Discovery of a New Class of 1-(4-Sulfamoylbenzoyl)piperidine-4-carboxamides as Human Carbonic Anhydrase Inhibitors

Davide Moi; Serena Vittorio; Andrea Angeli; Claudiu T Supuran; Valentina Onnis

doi:10.1021/acsmedchemlett.3c00484

Discovery of a New Class of 1-(4-Sulfamoylbenzoyl)piperidine-4-carboxamides as Human Carbonic Anhydrase Inhibitors

ACS Med Chem Lett. 2024 Mar 13;15(4):470-477. doi: 10.1021/acsmedchemlett.3c00484. eCollection 2024 Apr 11.

Authors

Davide Moi¹, Serena Vittorio², Andrea Angeli³, Claudiu T Supuran³, Valentina Onnis¹

Affiliations

¹ Dipartimento di Scienze della Vita e dell'Ambiente, Università degli Studi di Cagliari, 09042 Cagliari, Italy.
² Dipartimento di Scienze Farmaceutiche, Università degli Studi di Milano, 20122 Milano, Italy.
³ Laboratorio di Chimica Bioinorganica, Polo Scientifico Neurofarba Department, Università Degli Studi di Firenze, 50019 Sesto Fiorentino, Italy.

PMID: 38628786
PMCID: PMC11017293 (available on 2025-04-11)
DOI: 10.1021/acsmedchemlett.3c00484

Abstract

A series of 1-(4-sulfamoylbenzoyl)piperidine-4-carboxamides deriving from substituted piperazines/benzylamines was designed, synthesized, and tested on human carbonic anhydrase (hCA).

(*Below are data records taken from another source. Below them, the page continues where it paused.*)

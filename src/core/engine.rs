use crate::core::pipeline::TwinPipeline;
use crate::core::selector::SurveyDataset;
use crate::domain::model::{CountResult, HistologyImage, Organ, OrganBurden, Route};
use crate::domain::ports::TissueAssets;
use crate::utils::error::Result;
use crate::utils::monitor::SystemMonitor;
use chrono::{DateTime, Utc};
use rand::Rng;
use serde::Serialize;
use std::collections::BTreeMap;

/// What the caller wants out of one end-to-end run.
#[derive(Debug, Clone)]
pub struct RunRequest {
    /// Fixed participant; drawn at random from the allow-list when `None`.
    pub participant: Option<i64>,
    pub organ: String,
    pub human_count: Option<u64>,
}

impl RunRequest {
    pub fn new(organ: impl Into<String>) -> Self {
        Self {
            participant: None,
            organ: organ.into(),
            human_count: None,
        }
    }
}

/// Serializable summary of one run, the values a dashboard would display.
#[derive(Debug, Clone, Serialize)]
pub struct RunReport {
    pub generated_at: DateTime<Utc>,
    pub participant_id: i64,
    pub exposure: BTreeMap<Route, u64>,
    pub burdens: Vec<OrganBurden>,
    pub organ: Organ,
    pub caption: String,
    pub rendered_particles: usize,
    pub detector: String,
    pub comparison: Option<CountResult>,
}

pub struct EngineOutput {
    pub report: RunReport,
    pub image: HistologyImage,
}

/// Drives every stage in order and logs resource use between them.
pub struct TwinEngine<A: TissueAssets> {
    pipeline: TwinPipeline<A>,
    monitor: SystemMonitor,
}

impl<A: TissueAssets> TwinEngine<A> {
    pub fn new(pipeline: TwinPipeline<A>) -> Self {
        Self::new_with_monitoring(pipeline, false)
    }

    pub fn new_with_monitoring(pipeline: TwinPipeline<A>, monitor_enabled: bool) -> Self {
        Self {
            pipeline,
            monitor: SystemMonitor::new(monitor_enabled),
        }
    }

    pub fn pipeline(&self) -> &TwinPipeline<A> {
        &self.pipeline
    }

    pub fn run<R: Rng + ?Sized>(
        &self,
        dataset: &SurveyDataset,
        request: &RunRequest,
        rng: &mut R,
    ) -> Result<EngineOutput> {
        tracing::info!("🚀 Starting MP-Twin run");
        self.monitor.log_stats("Start");

        let participant = match request.participant {
            Some(id) => self.pipeline.select_participant_by_id(dataset, id)?,
            None => self.pipeline.select_participant(dataset, rng)?,
        };
        self.monitor.log_stats("Selection");

        let run = self.pipeline.run(participant)?;
        tracing::info!(
            "Participant {}: exposure {:.0} particles, organ burden {:.1}",
            run.participant().id(),
            run.exposure().grand_total(),
            run.burdens().total()
        );
        self.monitor.log_stats("Twin simulation");

        let image = self.pipeline.image_for(&run, &request.organ)?;
        tracing::info!("{} ({} particles rendered)", image.caption(), image.rendered_particles);
        self.monitor.log_stats("Image synthesis");

        let comparison = match request.human_count {
            Some(human_count) => Some(self.pipeline.compare_image(human_count, &image)?),
            None => None,
        };
        self.monitor.log_stats("Counting");
        self.monitor.log_final_stats();

        let report = RunReport {
            generated_at: Utc::now(),
            participant_id: run.participant().id(),
            exposure: run.exposure().summary(),
            burdens: run.burdens().rows().to_vec(),
            organ: image.key.organ,
            caption: image.caption(),
            rendered_particles: image.rendered_particles,
            detector: self.pipeline.engine().detector_name().to_string(),
            comparison,
        };

        Ok(EngineOutput { report, image })
    }
}

#[cfg(test)]
mod tests {
    use super::*;
    use crate::config::toml_config::TwinConfig;
    use crate::core::counting::InferenceEngine;
    use crate::domain::model::Verdict;
    use crate::utils::error::TwinError;
    use rand::rngs::StdRng;
    use rand::SeedableRng;
    use std::sync::Arc;

    const SURVEY: &str = "\
Participant_Index,Bottled_Water_Frequency,Packaged_Food_Frequency,Water_Source,Seafood_Frequency,Microwave_Plastic,Indoor_Hours,Synthetic_Textile_Use,Urban_Residence,Occupational_Exposure,Cosmetic_Use,Synthetic_Clothing_Hours,Hand_Washing_Frequency
4,often,daily,Tap,rarely,yes,16,sometimes,yes,no,often,8,6
";

    fn engine() -> TwinEngine<crate::core::histology::AssetCatalog> {
        let config = TwinConfig::default();
        let detector = Arc::new(InferenceEngine::from_config(&config.detection).unwrap());
        TwinEngine::new(TwinPipeline::with_engine(&config, detector).unwrap())
    }

    #[test]
    fn test_engine_report_for_fixed_participant() {
        let dataset = SurveyDataset::from_reader(SURVEY.as_bytes()).unwrap();
        let request = RunRequest {
            participant: Some(4),
            organ: "kidney".to_string(),
            human_count: None,
        };

        let output = engine()
            .run(&dataset, &request, &mut StdRng::seed_from_u64(1))
            .unwrap();
        assert_eq!(output.report.participant_id, 4);
        assert_eq!(output.report.organ, Organ::Kidney);
        assert_eq!(output.report.burdens.len(), Organ::ALL.len());
        assert_eq!(output.report.rendered_particles, output.image.rendered_particles);
        assert!(output.report.comparison.is_none());

        let json = serde_json::to_value(&output.report).unwrap();
        assert_eq!(json["participant_id"], 4);
        assert_eq!(json["burdens"][0]["Organ"], "Liver");
    }

    #[test]
    fn test_engine_compares_human_count() {
        let dataset = SurveyDataset::from_reader(SURVEY.as_bytes()).unwrap();
        let mut request = RunRequest::new("Liver");
        request.human_count = Some(0);

        let output = engine()
            .run(&dataset, &request, &mut StdRng::seed_from_u64(1))
            .unwrap();
        let comparison = output.report.comparison.unwrap();
        assert_eq!(comparison.automated_count, output.image.rendered_particles as u64);
        assert_eq!(
            comparison.verdict == Verdict::CloseEnough,
            (comparison.absolute_difference as f64) < 5.0
        );
    }

    #[test]
    fn test_engine_surfaces_unknown_organ() {
        let dataset = SurveyDataset::from_reader(SURVEY.as_bytes()).unwrap();
        let result = engine().run(
            &dataset,
            &RunRequest::new("Pancreas"),
            &mut StdRng::seed_from_u64(1),
        );
        assert!(matches!(result, Err(TwinError::UnknownOrganError { .. })));
    }
}
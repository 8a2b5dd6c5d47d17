// ── Catalog provider ──
//
// Products and filter categories are static for a session. They come
// either from the built-in lumber catalog or from a JSON/TOML file with
// the shape `{ products = [...], categories = [...] }`.

use std::collections::HashSet;
use std::path::Path;

use rust_decimal::Decimal;
use serde::{Deserialize, Serialize};
use tracing::{debug, info};

use crate::error::CoreError;
use crate::model::{FilterCategory, FilterOption, Product};

/// Ordered product list plus the filter groups shown in the sidebar.
#[derive(Debug, Clone, Default, PartialEq, Eq, Serialize, Deserialize)]
pub struct Catalog {
    #[serde(default)]
    pub products: Vec<Product>,
    #[serde(default)]
    pub categories: Vec<FilterCategory>,
}

impl Catalog {
    /// Load and validate a catalog file. The format is picked from the
    /// extension (`.json` or `.toml`).
    pub fn from_path(path: &Path) -> Result<Self, CoreError> {
        let ext = path
            .extension()
            .and_then(|e| e.to_str())
            .map(str::to_ascii_lowercase);

        let parse: fn(&str, &str) -> Result<Self, CoreError> = match ext.as_deref() {
            Some("json") => Self::from_json_str,
            Some("toml") => Self::from_toml_str,
            _ => {
                return Err(CoreError::UnsupportedFormat {
                    path: path.to_path_buf(),
                });
            }
        };

        let raw = std::fs::read_to_string(path).map_err(|source| CoreError::CatalogIo {
            path: path.to_path_buf(),
            source,
        })?;
        let catalog = parse(&raw, &path.display().to_string())?;

        info!(
            path = %path.display(),
            products = catalog.products.len(),
            categories = catalog.categories.len(),
            "catalog loaded"
        );
        Ok(catalog)
    }

    /// Parse and validate a JSON catalog. `origin` names the source in errors.
    pub fn from_json_str(raw: &str, origin: &str) -> Result<Self, CoreError> {
        let catalog: Self = serde_json::from_str(raw).map_err(|e| CoreError::CatalogParse {
            origin: origin.into(),
            message: e.to_string(),
        })?;
        catalog.validate()?;
        Ok(catalog)
    }

    /// Parse and validate a TOML catalog. `origin` names the source in errors.
    pub fn from_toml_str(raw: &str, origin: &str) -> Result<Self, CoreError> {
        let catalog: Self = toml::from_str(raw).map_err(|e| CoreError::CatalogParse {
            origin: origin.into(),
            message: e.to_string(),
        })?;
        catalog.validate()?;
        Ok(catalog)
    }

    /// Check the invariants the filter engine and the views rely on.
    pub fn validate(&self) -> Result<(), CoreError> {
        let mut ids = HashSet::new();
        for product in &self.products {
            if product.id.trim().is_empty() {
                return Err(CoreError::invalid(format!(
                    "product '{}' has an empty id",
                    product.title
                )));
            }
            if !ids.insert(product.id.as_str()) {
                return Err(CoreError::invalid(format!(
                    "duplicate product id '{}'",
                    product.id
                )));
            }
            if product.price_per_m3 < Decimal::ZERO {
                return Err(CoreError::invalid(format!(
                    "product '{}' has a negative price",
                    product.id
                )));
            }
        }

        let mut category_ids = HashSet::new();
        for category in &self.categories {
            if !category_ids.insert(category.id.as_str()) {
                return Err(CoreError::invalid(format!(
                    "duplicate filter category '{}'",
                    category.id
                )));
            }
            let mut option_ids = HashSet::new();
            for option in &category.options {
                if !option_ids.insert(option.id.as_str()) {
                    return Err(CoreError::invalid(format!(
                        "duplicate option '{}' in filter category '{}'",
                        option.id, category.id
                    )));
                }
            }
        }

        debug!(
            products = self.products.len(),
            categories = self.categories.len(),
            "catalog validated"
        );
        Ok(())
    }

    /// The bundled lumber catalog used when no catalog file is configured.
    pub fn builtin() -> Self {
        Self {
            products: builtin_products(),
            categories: builtin_categories(),
        }
    }
}

// ── Built-in data ───────────────────────────────────────────────────

#[allow(clippy::too_many_arguments)]
fn lumber(
    id: &str,
    title: &str,
    essence: &str,
    kind: &str,
    quality: &str,
    drying: &str,
    thickness: &str,
    lengths: &str,
    seller: &str,
    stock: u32,
    price: i64,
) -> Product {
    Product {
        id: id.into(),
        title: title.into(),
        image: format!("https://images.factoline.fr/products/{id}.jpg"),
        essence: essence.into(),
        kind: kind.into(),
        quality: quality.into(),
        drying: drying.into(),
        thickness: thickness.into(),
        lengths: lengths.into(),
        seller: seller.into(),
        stock,
        price_per_m3: Decimal::from(price),
        currency: "EUR".into(),
    }
}

#[rustfmt::skip]
fn builtin_products() -> Vec<Product> {
    vec![
        lumber("1", "Planche de chêne avivée 27mm", "oak", "plank", "QF1a Premier choix", "Séché KD 12%", "27mm", "2.00m - 3.00m", "Scierie Moreau", 64, 1450),
        lumber("2", "Plot de chêne 54mm", "oak", "plot", "QF2 Choix courant", "Séché à l'air", "54mm", "2.50m - 4.00m", "Scierie du Morvan", 18, 1190),
        lumber("3", "Avivé de chêne 27x150mm", "oak", "avive", "QF1b Premier choix", "Séché KD 10%", "27x150mm", "2.10m - 2.70m", "Bois de Bourgogne", 35, 1620),
        lumber("4", "Poutre de chêne 80x200mm", "oak", "beam", "QF3 Charpente", "Bois vert", "80x200mm", "4.00m - 6.00m", "Charpentes Lefèvre", 12, 980),
        lumber("5", "Planche de douglas 41mm", "douglas", "plank", "QF2 Choix courant", "Séché KD 18%", "41mm", "3.00m - 5.00m", "Scierie des Vosges", 120, 540),
        lumber("6", "Poutre de douglas 80x160mm", "douglas", "beam", "QF3 Charpente", "Séché KD 18%", "80x160mm", "4.00m - 8.00m", "Scierie des Vosges", 48, 495),
        lumber("7", "Planche de pin maritime 27mm", "pine", "plank", "QF2 Menuiserie", "Séché KD 14%", "27mm", "2.40m - 4.80m", "Landes Bois", 75, 410),
        lumber("8", "Plot de hêtre étuvé 54mm", "beech", "plot", "QF1a Ébénisterie", "Séché KD 10%", "54mm", "2.00m - 3.50m", "Scierie Moreau", 22, 890),
        lumber("9", "Avivé de frêne 41x120mm", "ash", "avive", "QF1b Menuiserie", "Séché KD 12%", "41x120mm", "2.10m - 3.00m", "Bois de Bourgogne", 9, 1080),
        lumber("10", "Planche de chêne rustique 41mm", "oak", "plank", "QF3 Rustique", "Séché à l'air", "41mm", "2.00m - 3.00m", "Charpentes Lefèvre", 51, 870),
        lumber("11", "Madrier de douglas 54x225mm", "douglas", "beam", "QF2 Charpente", "Bois vert", "54x225mm", "4.00m - 6.00m", "Scierie des Vosges", 20, 460),
    ]
}

fn builtin_categories() -> Vec<FilterCategory> {
    vec![
        FilterCategory::new(
            "essence",
            "Essence",
            vec![
                FilterOption::new("oak", "Chêne").with_count(5),
                FilterOption::new("douglas", "Douglas").with_count(3),
                FilterOption::new("pine", "Pin maritime").with_count(1),
                FilterOption::new("beech", "Hêtre").with_count(1),
                FilterOption::new("ash", "Frêne").with_count(1),
            ],
        ),
        FilterCategory::new(
            "type",
            "Type de produit",
            vec![
                FilterOption::new("plank", "Planches").with_count(4),
                FilterOption::new("beam", "Poutres & madriers").with_count(3),
                FilterOption::new("avive", "Avivés").with_count(2),
                FilterOption::new("plot", "Plots").with_count(2),
            ],
        ),
        FilterCategory::new(
            "thickness",
            "Épaisseur",
            vec![
                FilterOption::new("27", "27 mm").with_count(3),
                FilterOption::new("41", "41 mm").with_count(3),
                FilterOption::new("54", "54 mm").with_count(3),
                FilterOption::new("80", "80 mm").with_count(2),
            ],
        ),
        FilterCategory::new(
            "quality",
            "Qualité",
            vec![
                FilterOption::new("qf1", "QF1 (premier choix)").with_count(4),
                FilterOption::new("qf2", "QF2 (choix courant)").with_count(4),
                FilterOption::new("qf3", "QF3 (charpente, rustique)").with_count(3),
            ],
        ),
        FilterCategory::new(
            "cert",
            "Certification",
            vec![
                FilterOption::new("pefc", "PEFC"),
                FilterOption::new("fsc", "FSC"),
            ],
        ),
    ]
}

The inhibitory activity of the new sulfonamides was analyzed using acetazolamide (AAZ) as a standard inhibitor against hCA I, II, IX, and XII. Several sulfonamides showed both inhibitory activity at low nanomolar concentrations and selectivity against the cytosolic hCA II isoform, and the same trend was observed on the tumor-associated hCA IX and XII. The benzenesulfonamido carboxamides 11 and 15 were the most potent of the piperazino- and benzylamino-based series, respectively. Docking and molecular dynamics studies related the high selectivity of compound 11 toward the tumor-associated hCA isoforms to its capability to participate in favorable interactions within hCA IX and hCA XII active sites, whereas no such interactions were detected within both hCA I and hCA II isoforms.